◆ **What is being asked**
Pull from the data below each line where the word "snapshot" occurs, and copy it.

◆ **Collected data**
★ ★ ★ ★

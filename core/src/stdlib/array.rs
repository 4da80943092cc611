//! Array methods and the `Array` global.

use core::cmp::Ordering;

use crate::{
    evaluator::{
        Interpreter, MAX_ARRAY_LENGTH, RuntimeError,
        operators::{same_value_zero, strict_equals},
    },
    stdlib::{arg, integer_arg, relative_index},
    values::{ArrayRef, Function, MAX_NESTING_DEPTH, StringBuilder, Value},
};

/// `Array(n)` / `Array(a, b, ...)`.
pub fn array_constructor(_: &mut Interpreter, args: &[Value]) -> Result<Value, RuntimeError> {
    match args {
        [Value::Number(n)] => {
            if *n < 0.0 || n.fract() != 0.0 || *n >= MAX_ARRAY_LENGTH as f64 {
                return Err(RuntimeError::range_error("Invalid array length"));
            }
            Ok(Value::array(vec![Value::Undefined; *n as usize]))
        }
        _ => Ok(Value::array(args.to_vec())),
    }
}

fn is_array(_: &mut Interpreter, args: &[Value]) -> Result<Value, RuntimeError> {
    Ok(Value::Bool(matches!(args.first(), Some(Value::Array(_)))))
}

pub fn static_member(name: &str) -> Option<Value> {
    match name {
        "isArray" => Some(Function::native("isArray", is_array)),
        _ => None,
    }
}

/// Dispatch an array method. Returns `None` if `name` is not one.
pub fn call_method(
    interp: &mut Interpreter,
    items: &ArrayRef,
    name: &str,
    args: &[Value],
) -> Option<Result<Value, RuntimeError>> {
    Some(match name {
        "join" => join(items, args),
        "map" => map(interp, items, args),
        "filter" => filter(interp, items, args),
        "reduce" => reduce(interp, items, args),
        "forEach" => for_each(interp, items, args),
        "find" => find(interp, items, args).map(|found| {
            found.map_or(Value::Undefined, |(_, item)| item)
        }),
        "findIndex" => find(interp, items, args).map(|found| {
            Value::Number(found.map_or(-1.0, |(i, _)| i as f64))
        }),
        "some" => find(interp, items, args).map(|found| Value::Bool(found.is_some())),
        "every" => every(interp, items, args),
        "includes" => {
            let needle = arg(args, 0);
            Ok(Value::Bool(
                items.borrow().iter().any(|item| same_value_zero(item, &needle)),
            ))
        }
        "indexOf" => {
            let needle = arg(args, 0);
            Ok(Value::Number(
                items
                    .borrow()
                    .iter()
                    .position(|item| strict_equals(item, &needle))
                    .map_or(-1.0, |i| i as f64),
            ))
        }
        "slice" => {
            let items = items.borrow();
            let len = items.len();
            let start = relative_index(integer_arg(args, 0, 0.0), len);
            let end = relative_index(integer_arg(args, 1, len as f64), len);
            Ok(Value::array(if start < end {
                items[start..end].to_vec()
            } else {
                Vec::new()
            }))
        }
        "concat" => concat(items, args),
        "push" => {
            let mut items = items.borrow_mut();
            if items.len() + args.len() > MAX_ARRAY_LENGTH {
                return Some(Err(RuntimeError::range_error("Invalid array length")));
            }
            items.extend_from_slice(args);
            Ok(Value::Number(items.len() as f64))
        }
        "pop" => Ok(items.borrow_mut().pop().unwrap_or(Value::Undefined)),
        "shift" => {
            let mut items = items.borrow_mut();
            Ok(if items.is_empty() {
                Value::Undefined
            } else {
                items.remove(0)
            })
        }
        "unshift" => {
            let mut items = items.borrow_mut();
            if items.len() + args.len() > MAX_ARRAY_LENGTH {
                return Some(Err(RuntimeError::range_error("Invalid array length")));
            }
            items.splice(0..0, args.iter().cloned());
            Ok(Value::Number(items.len() as f64))
        }
        "reverse" => {
            items.borrow_mut().reverse();
            Ok(Value::Array(items.clone()))
        }
        "sort" => sort(interp, items, args),
        "flat" => {
            let depth = integer_arg(args, 0, 1.0);
            let mut out = Vec::new();
            flatten_into(&items.borrow(), depth, &mut out, &mut Vec::new())
                .map(|()| Value::array(out))
        }
        "at" => {
            let items = items.borrow();
            let i = integer_arg(args, 0, 0.0);
            let i = if i < 0.0 { items.len() as f64 + i } else { i };
            Ok(if i < 0.0 {
                Value::Undefined
            } else {
                items.get(i as usize).cloned().unwrap_or(Value::Undefined)
            })
        }
        _ => return None,
    })
}

fn join(items: &ArrayRef, args: &[Value]) -> Result<Value, RuntimeError> {
    let separator = match args.first() {
        None | Some(Value::Undefined) => ",".to_string(),
        Some(sep) => sep.to_js_string()?,
    };
    let mut out = StringBuilder::new();
    for (i, item) in items.borrow().iter().enumerate() {
        if i > 0 {
            out.push_str(&separator)?;
        }
        if !item.is_nullish() {
            out.push_value(item)?;
        }
    }
    Ok(Value::from(out.finish()))
}

/// Call `callback(item, index, array)` for each element of a snapshot of the
/// array, stopping early when `visit` returns `false`.
fn each_item(
    interp: &mut Interpreter,
    items: &ArrayRef,
    args: &[Value],
    mut visit: impl FnMut(usize, Value, Value) -> bool,
) -> Result<(), RuntimeError> {
    let callback = arg(args, 0);
    if !matches!(callback, Value::Function(_)) {
        return Err(RuntimeError::type_error(format!(
            "{} is not a function",
            callback.type_of()
        )));
    }
    let snapshot = items.borrow().to_vec();
    for (i, item) in snapshot.into_iter().enumerate() {
        let result = interp.call(
            &callback,
            &[item.clone(), Value::Number(i as f64), Value::Array(items.clone())],
        )?;
        if !visit(i, item, result) {
            break;
        }
    }
    Ok(())
}

fn map(interp: &mut Interpreter, items: &ArrayRef, args: &[Value]) -> Result<Value, RuntimeError> {
    let mut out = Vec::with_capacity(items.borrow().len());
    each_item(interp, items, args, |_, _, result| {
        out.push(result);
        true
    })?;
    Ok(Value::array(out))
}

fn filter(
    interp: &mut Interpreter,
    items: &ArrayRef,
    args: &[Value],
) -> Result<Value, RuntimeError> {
    let mut out = Vec::new();
    each_item(interp, items, args, |_, item, keep| {
        if keep.truthy() {
            out.push(item);
        }
        true
    })?;
    Ok(Value::array(out))
}

fn for_each(
    interp: &mut Interpreter,
    items: &ArrayRef,
    args: &[Value],
) -> Result<Value, RuntimeError> {
    each_item(interp, items, args, |_, _, _| true)?;
    Ok(Value::Undefined)
}

/// First element for which the callback is truthy, with its index.
fn find(
    interp: &mut Interpreter,
    items: &ArrayRef,
    args: &[Value],
) -> Result<Option<(usize, Value)>, RuntimeError> {
    let mut found = None;
    each_item(interp, items, args, |i, item, matched| {
        if matched.truthy() {
            found = Some((i, item));
            false
        } else {
            true
        }
    })?;
    Ok(found)
}

fn every(interp: &mut Interpreter, items: &ArrayRef, args: &[Value]) -> Result<Value, RuntimeError> {
    let mut all = true;
    each_item(interp, items, args, |_, _, matched| {
        all = matched.truthy();
        all
    })?;
    Ok(Value::Bool(all))
}

fn reduce(interp: &mut Interpreter, items: &ArrayRef, args: &[Value]) -> Result<Value, RuntimeError> {
    let callback = arg(args, 0);
    let snapshot = items.borrow().to_vec();
    let mut iter = snapshot.into_iter().enumerate();
    let mut acc = match args.get(1) {
        Some(initial) => initial.clone(),
        None => match iter.next() {
            Some((_, first)) => first,
            None => {
                return Err(RuntimeError::type_error(
                    "Reduce of empty array with no initial value",
                ));
            }
        },
    };
    for (i, item) in iter {
        acc = interp.call(
            &callback,
            &[acc, item, Value::Number(i as f64), Value::Array(items.clone())],
        )?;
    }
    Ok(acc)
}

fn concat(items: &ArrayRef, args: &[Value]) -> Result<Value, RuntimeError> {
    let mut out = items.borrow().to_vec();
    for value in args {
        match value {
            Value::Array(other) => out.extend(other.borrow().iter().cloned()),
            other => out.push(other.clone()),
        }
    }
    if out.len() > MAX_ARRAY_LENGTH {
        return Err(RuntimeError::range_error("Invalid array length"));
    }
    Ok(Value::array(out))
}

fn flatten_into(
    items: &[Value],
    depth: f64,
    out: &mut Vec<Value>,
    seen: &mut Vec<*const ()>,
) -> Result<(), RuntimeError> {
    for item in items {
        match item {
            Value::Array(inner) if depth >= 1.0 => {
                let ptr = std::rc::Rc::as_ptr(inner) as *const ();
                if seen.contains(&ptr) {
                    continue;
                }
                if seen.len() >= MAX_NESTING_DEPTH {
                    return Err(RuntimeError::range_error("Maximum call stack size exceeded"));
                }
                seen.push(ptr);
                flatten_into(&inner.borrow(), depth - 1.0, out, seen)?;
                seen.pop();
            }
            other => {
                if out.len() >= MAX_ARRAY_LENGTH {
                    return Err(RuntimeError::range_error("Invalid array length"));
                }
                out.push(other.clone());
            }
        }
    }
    Ok(())
}

/// In-place sort. Without a comparator, elements compare by their string
/// form and `undefined` sorts last.
fn sort(interp: &mut Interpreter, items: &ArrayRef, args: &[Value]) -> Result<Value, RuntimeError> {
    let comparator = arg(args, 0);
    let snapshot = items.borrow().to_vec();
    let (mut defined, undefined): (Vec<Value>, Vec<Value>) = snapshot
        .into_iter()
        .partition(|item| !matches!(item, Value::Undefined));

    defined = match &comparator {
        Value::Undefined => merge_sort(defined, &mut |a, b| {
            Ok(a.to_string().cmp(&b.to_string()))
        })?,
        Value::Function(_) => merge_sort(defined, &mut |a, b| {
            let order = interp.call(&comparator, &[a.clone(), b.clone()])?.to_number();
            Ok(if order < 0.0 {
                Ordering::Less
            } else if order > 0.0 {
                Ordering::Greater
            } else {
                Ordering::Equal
            })
        })?,
        _ => {
            return Err(RuntimeError::type_error(
                "The comparison function must be either a function or undefined",
            ));
        }
    };
    defined.extend(undefined);
    **items.borrow_mut() = defined;
    Ok(Value::Array(items.clone()))
}

/// Stable merge sort with a fallible comparator. Inconsistent comparators
/// give an unspecified order but never panic.
fn merge_sort<F>(mut items: Vec<Value>, compare: &mut F) -> Result<Vec<Value>, RuntimeError>
where
    F: FnMut(&Value, &Value) -> Result<Ordering, RuntimeError>,
{
    if items.len() <= 1 {
        return Ok(items);
    }
    let right = items.split_off(items.len() / 2);
    let left = merge_sort(items, compare)?;
    let right = merge_sort(right, compare)?;

    let mut out = Vec::with_capacity(left.len() + right.len());
    let mut left = left.into_iter().peekable();
    let mut right = right.into_iter().peekable();
    loop {
        let take_right = match (left.peek(), right.peek()) {
            (Some(l), Some(r)) => compare(r, l)? == Ordering::Less,
            _ => break,
        };
        let next = if take_right { right.next() } else { left.next() };
        out.extend(next);
    }
    out.extend(left);
    out.extend(right);
    Ok(out)
}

★ ★ ★ ★

◆ **Solved exercise**
/// Call `callback(item, index, array)` for each element of a snapshot of the
    let snapshot = items.borrow().to_vec();
    for (i, item) in snapshot.into_iter().enumerate() {
    let snapshot = items.borrow().to_vec();
    let mut iter = snapshot.into_iter().enumerate();
    let snapshot = items.borrow().to_vec();
    let (mut defined, undefined): (Vec<Value>, Vec<Value>) = snapshot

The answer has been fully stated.